* [Work to complete]:
So that nothing is lost, write out all the lines below exactly.

#### Data for the task ####

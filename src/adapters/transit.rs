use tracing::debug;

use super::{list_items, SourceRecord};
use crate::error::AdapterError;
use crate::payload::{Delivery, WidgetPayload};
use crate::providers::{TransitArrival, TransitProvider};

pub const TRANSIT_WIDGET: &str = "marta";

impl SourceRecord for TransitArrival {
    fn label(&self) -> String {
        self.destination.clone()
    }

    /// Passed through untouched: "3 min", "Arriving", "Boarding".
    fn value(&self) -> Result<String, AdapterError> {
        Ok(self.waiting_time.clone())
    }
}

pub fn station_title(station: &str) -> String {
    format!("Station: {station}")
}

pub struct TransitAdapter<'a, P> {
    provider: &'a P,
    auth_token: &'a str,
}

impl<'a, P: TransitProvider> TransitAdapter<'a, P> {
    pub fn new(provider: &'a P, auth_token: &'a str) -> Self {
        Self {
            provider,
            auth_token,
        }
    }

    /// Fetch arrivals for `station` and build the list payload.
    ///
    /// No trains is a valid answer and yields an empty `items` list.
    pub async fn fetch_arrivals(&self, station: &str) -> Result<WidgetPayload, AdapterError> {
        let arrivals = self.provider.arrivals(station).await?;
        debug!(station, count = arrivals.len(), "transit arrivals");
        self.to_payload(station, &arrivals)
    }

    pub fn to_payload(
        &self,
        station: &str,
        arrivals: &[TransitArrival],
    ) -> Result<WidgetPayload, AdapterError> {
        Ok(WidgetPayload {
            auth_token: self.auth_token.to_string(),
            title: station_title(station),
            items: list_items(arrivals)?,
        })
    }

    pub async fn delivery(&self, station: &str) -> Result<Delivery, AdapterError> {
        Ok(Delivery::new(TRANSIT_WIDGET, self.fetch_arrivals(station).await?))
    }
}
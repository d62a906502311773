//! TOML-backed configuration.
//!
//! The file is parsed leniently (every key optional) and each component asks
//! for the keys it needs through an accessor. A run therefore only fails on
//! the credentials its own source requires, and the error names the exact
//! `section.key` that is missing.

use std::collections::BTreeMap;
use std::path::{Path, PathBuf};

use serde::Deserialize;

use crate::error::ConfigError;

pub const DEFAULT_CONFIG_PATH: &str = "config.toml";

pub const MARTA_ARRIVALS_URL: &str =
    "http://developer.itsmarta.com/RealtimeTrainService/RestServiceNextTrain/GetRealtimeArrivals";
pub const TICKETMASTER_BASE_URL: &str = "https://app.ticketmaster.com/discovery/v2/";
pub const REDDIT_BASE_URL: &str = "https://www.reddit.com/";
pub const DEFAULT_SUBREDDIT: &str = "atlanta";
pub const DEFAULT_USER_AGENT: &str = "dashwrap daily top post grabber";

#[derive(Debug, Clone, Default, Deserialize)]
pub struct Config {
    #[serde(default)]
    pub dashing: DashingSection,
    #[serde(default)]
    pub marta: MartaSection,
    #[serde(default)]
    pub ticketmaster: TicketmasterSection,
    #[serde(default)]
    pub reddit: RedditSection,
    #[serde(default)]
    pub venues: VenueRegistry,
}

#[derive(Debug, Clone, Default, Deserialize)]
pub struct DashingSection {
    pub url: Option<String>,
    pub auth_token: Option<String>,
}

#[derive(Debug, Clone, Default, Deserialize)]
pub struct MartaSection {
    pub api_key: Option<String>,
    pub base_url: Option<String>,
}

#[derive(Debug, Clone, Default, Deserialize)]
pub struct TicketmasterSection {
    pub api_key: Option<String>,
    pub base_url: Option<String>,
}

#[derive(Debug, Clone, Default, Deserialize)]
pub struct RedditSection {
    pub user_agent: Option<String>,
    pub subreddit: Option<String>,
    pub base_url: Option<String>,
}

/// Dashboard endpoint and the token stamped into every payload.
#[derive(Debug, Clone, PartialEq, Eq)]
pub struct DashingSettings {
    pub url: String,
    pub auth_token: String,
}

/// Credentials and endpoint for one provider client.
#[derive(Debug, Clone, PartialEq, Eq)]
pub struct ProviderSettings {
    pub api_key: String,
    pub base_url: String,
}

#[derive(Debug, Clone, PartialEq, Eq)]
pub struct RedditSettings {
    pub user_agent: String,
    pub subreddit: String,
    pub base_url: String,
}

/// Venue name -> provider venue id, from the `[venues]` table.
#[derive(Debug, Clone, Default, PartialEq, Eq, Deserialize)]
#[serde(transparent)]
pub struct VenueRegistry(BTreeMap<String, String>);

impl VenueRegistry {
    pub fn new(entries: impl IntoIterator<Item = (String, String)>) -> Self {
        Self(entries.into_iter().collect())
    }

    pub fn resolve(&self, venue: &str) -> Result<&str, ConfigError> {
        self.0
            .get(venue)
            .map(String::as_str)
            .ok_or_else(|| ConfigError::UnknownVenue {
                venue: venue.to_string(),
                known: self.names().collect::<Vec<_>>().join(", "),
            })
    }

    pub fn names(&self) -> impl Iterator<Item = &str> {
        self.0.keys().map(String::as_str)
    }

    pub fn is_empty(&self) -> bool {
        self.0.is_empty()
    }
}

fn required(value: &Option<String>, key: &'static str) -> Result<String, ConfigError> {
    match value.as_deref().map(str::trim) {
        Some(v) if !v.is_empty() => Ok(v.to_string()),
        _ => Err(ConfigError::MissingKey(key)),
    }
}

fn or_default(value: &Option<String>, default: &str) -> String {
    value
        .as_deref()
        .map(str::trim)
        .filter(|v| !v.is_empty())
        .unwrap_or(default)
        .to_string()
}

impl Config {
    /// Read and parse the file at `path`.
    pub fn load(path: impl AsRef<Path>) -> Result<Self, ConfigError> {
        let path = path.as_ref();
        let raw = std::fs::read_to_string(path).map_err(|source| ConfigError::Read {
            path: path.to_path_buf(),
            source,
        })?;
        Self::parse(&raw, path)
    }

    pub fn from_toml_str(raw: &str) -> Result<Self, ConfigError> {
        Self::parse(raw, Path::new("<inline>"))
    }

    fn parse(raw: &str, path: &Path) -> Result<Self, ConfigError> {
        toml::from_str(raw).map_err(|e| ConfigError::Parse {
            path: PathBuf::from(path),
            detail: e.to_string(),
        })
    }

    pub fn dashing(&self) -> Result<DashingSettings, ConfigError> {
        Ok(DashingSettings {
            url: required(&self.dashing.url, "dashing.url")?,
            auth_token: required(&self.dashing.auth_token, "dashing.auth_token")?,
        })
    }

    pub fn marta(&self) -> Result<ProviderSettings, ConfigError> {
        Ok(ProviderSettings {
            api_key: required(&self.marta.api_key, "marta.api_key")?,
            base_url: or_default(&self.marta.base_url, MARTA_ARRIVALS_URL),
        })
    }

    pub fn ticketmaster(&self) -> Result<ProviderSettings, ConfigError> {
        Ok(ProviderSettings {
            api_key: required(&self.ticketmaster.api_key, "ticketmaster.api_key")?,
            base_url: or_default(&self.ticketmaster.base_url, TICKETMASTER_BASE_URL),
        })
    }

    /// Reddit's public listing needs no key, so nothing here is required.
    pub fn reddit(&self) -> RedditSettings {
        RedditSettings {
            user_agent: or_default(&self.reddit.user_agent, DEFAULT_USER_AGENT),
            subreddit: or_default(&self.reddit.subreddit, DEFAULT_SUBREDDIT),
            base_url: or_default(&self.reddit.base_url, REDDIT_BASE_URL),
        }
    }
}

####

* [Your solution]:
filename src/adapters/transit.rs
use tracing::debug;

use super::{list_items, SourceRecord};
use crate::error::AdapterError;
use crate::payload::{Delivery, WidgetPayload};
use crate::providers::{TransitArrival, TransitProvider};

pub const TRANSIT_WIDGET: &str = "marta";

impl SourceRecord for TransitArrival {
    fn label(&self) -> String {
        self.destination.clone()
    }

    /// Passed through untouched: "3 min", "Arriving", "Boarding".
    fn value(&self) -> Result<String, AdapterError> {
        Ok(self.waiting_time.clone())
    }
}

pub fn station_title(station: &str) -> String {
    format!("Station: {station}")
}

pub struct TransitAdapter<'a, P> {
    provider: &'a P,
    auth_token: &'a str,
}

impl<'a, P: TransitProvider> TransitAdapter<'a, P> {
    pub fn new(provider: &'a P, auth_token: &'a str) -> Self {
        Self {
            provider,
            auth_token,
        }
    }

    /// Fetch arrivals for `station` and build the list payload.
    ///
    /// No trains is a valid answer and yields an empty `items` list.
    pub async fn fetch_arrivals(&self, station: &str) -> Result<WidgetPayload, AdapterError> {
        let arrivals = self.provider.arrivals(station).await?;
        debug!(station, count = arrivals.len(), "transit arrivals");
        self.to_payload(station, &arrivals)
    }

    pub fn to_payload(
        &self,
        station: &str,
        arrivals: &[TransitArrival],
    ) -> Result<WidgetPayload, AdapterError> {
        Ok(WidgetPayload {
            auth_token: self.auth_token.to_string(),
            title: station_title(station),
            items: list_items(arrivals)?,
        })
    }

    pub async fn delivery(&self, station: &str) -> Result<Delivery, AdapterError> {
        Ok(Delivery::new(TRANSIT_WIDGET, self.fetch_arrivals(station).await?))
    }
}
repository d62a906502311773
//! TOML-backed configuration.
//!
//! The file is parsed leniently (every key optional) and each component asks
//! for the keys it needs through an accessor. A run therefore only fails on
//! the credentials its own source requires, and the error names the exact
//! `section.key` that is missing.

use std::collections::BTreeMap;
use std::path::{Path, PathBuf};

use serde::Deserialize;

use crate::error::ConfigError;

pub const DEFAULT_CONFIG_PATH: &str = "config.toml";

pub const MARTA_ARRIVALS_URL: &str =
    "http://developer.itsmarta.com/RealtimeTrainService/RestServiceNextTrain/GetRealtimeArrivals";
pub const TICKETMASTER_BASE_URL: &str = "https://app.ticketmaster.com/discovery/v2/";
pub const REDDIT_BASE_URL: &str = "https://www.reddit.com/";
pub const DEFAULT_SUBREDDIT: &str = "atlanta";
pub const DEFAULT_USER_AGENT: &str = "dashwrap daily top post grabber";

#[derive(Debug, Clone, Default, Deserialize)]
pub struct Config {
    #[serde(default)]
    pub dashing: DashingSection,
    #[serde(default)]
    pub marta: MartaSection,
    #[serde(default)]
    pub ticketmaster: TicketmasterSection,
    #[serde(default)]
    pub reddit: RedditSection,
    #[serde(default)]
    pub venues: VenueRegistry,
}

#[derive(Debug, Clone, Default, Deserialize)]
pub struct DashingSection {
    pub url: Option<String>,
    pub auth_token: Option<String>,
}

#[derive(Debug, Clone, Default, Deserialize)]
pub struct MartaSection {
    pub api_key: Option<String>,
    pub base_url: Option<String>,
}

#[derive(Debug, Clone, Default, Deserialize)]
pub struct TicketmasterSection {
    pub api_key: Option<String>,
    pub base_url: Option<String>,
}

#[derive(Debug, Clone, Default, Deserialize)]
pub struct RedditSection {
    pub user_agent: Option<String>,
    pub subreddit: Option<String>,
    pub base_url: Option<String>,
}

/// Dashboard endpoint and the token stamped into every payload.
#[derive(Debug, Clone, PartialEq, Eq)]
pub struct DashingSettings {
    pub url: String,
    pub auth_token: String,
}

/// Credentials and endpoint for one provider client.
#[derive(Debug, Clone, PartialEq, Eq)]
pub struct ProviderSettings {
    pub api_key: String,
    pub base_url: String,
}

#[derive(Debug, Clone, PartialEq, Eq)]
pub struct RedditSettings {
    pub user_agent: String,
    pub subreddit: String,
    pub base_url: String,
}

/// Venue name -> provider venue id, from the `[venues]` table.
#[derive(Debug, Clone, Default, PartialEq, Eq, Deserialize)]
#[serde(transparent)]
pub struct VenueRegistry(BTreeMap<String, String>);

impl VenueRegistry {
    pub fn new(entries: impl IntoIterator<Item = (String, String)>) -> Self {
        Self(entries.into_iter().collect())
    }

    pub fn resolve(&self, venue: &str) -> Result<&str, ConfigError> {
        self.0
            .get(venue)
            .map(String::as_str)
            .ok_or_else(|| ConfigError::UnknownVenue {
                venue: venue.to_string(),
                known: self.names().collect::<Vec<_>>().join(", "),
            })
    }

    pub fn names(&self) -> impl Iterator<Item = &str> {
        self.0.keys().map(String::as_str)
    }

    pub fn is_empty(&self) -> bool {
        self.0.is_empty()
    }
}

fn required(value: &Option<String>, key: &'static str) -> Result<String, ConfigError> {
    match value.as_deref().map(str::trim) {
        Some(v) if !v.is_empty() => Ok(v.to_string()),
        _ => Err(ConfigError::MissingKey(key)),
    }
}

fn or_default(value: &Option<String>, default: &str) -> String {
    value
        .as_deref()
        .map(str::trim)
        .filter(|v| !v.is_empty())
        .unwrap_or(default)
        .to_string()
}

impl Config {
    /// Read and parse the file at `path`.
    pub fn load(path: impl AsRef<Path>) -> Result<Self, ConfigError> {
        let path = path.as_ref();
        let raw = std::fs::read_to_string(path).map_err(|source| ConfigError::Read {
            path: path.to_path_buf(),
            source,
        })?;
        Self::parse(&raw, path)
    }

    pub fn from_toml_str(raw: &str) -> Result<Self, ConfigError> {
        Self::parse(raw, Path::new("<inline>"))
    }

    fn parse(raw: &str, path: &Path) -> Result<Self, ConfigError> {
        toml::from_str(raw).map_err(|e| ConfigError::Parse {
            path: PathBuf::from(path),
            detail: e.to_string(),
        })
    }

    pub fn dashing(&self) -> Result<DashingSettings, ConfigError> {
        Ok(DashingSettings {
            url: required(&self.dashing.url, "dashing.url")?,
            auth_token: required(&self.dashing.auth_token, "dashing.auth_token")?,
        })
    }

    pub fn marta(&self) -> Result<ProviderSettings, ConfigError> {
        Ok(ProviderSettings {
            api_key: required(&self.marta.api_key, "marta.api_key")?,
            base_url: or_default(&self.marta.base_url, MARTA_ARRIVALS_URL),
        })
    }

    pub fn ticketmaster(&self) -> Result<ProviderSettings, ConfigError> {
        Ok(ProviderSettings {
            api_key: required(&self.ticketmaster.api_key, "ticketmaster.api_key")?,
            base_url: or_default(&self.ticketmaster.base_url, TICKETMASTER_BASE_URL),
        })
    }

    /// Reddit's public listing needs no key, so nothing here is required.
    pub fn reddit(&self) -> RedditSettings {
        RedditSettings {
            user_agent: or_default(&self.reddit.user_agent, DEFAULT_USER_AGENT),
            subreddit: or_default(&self.reddit.subreddit, DEFAULT_SUBREDDIT),
            base_url: or_default(&self.reddit.base_url, REDDIT_BASE_URL),
        }
    }
}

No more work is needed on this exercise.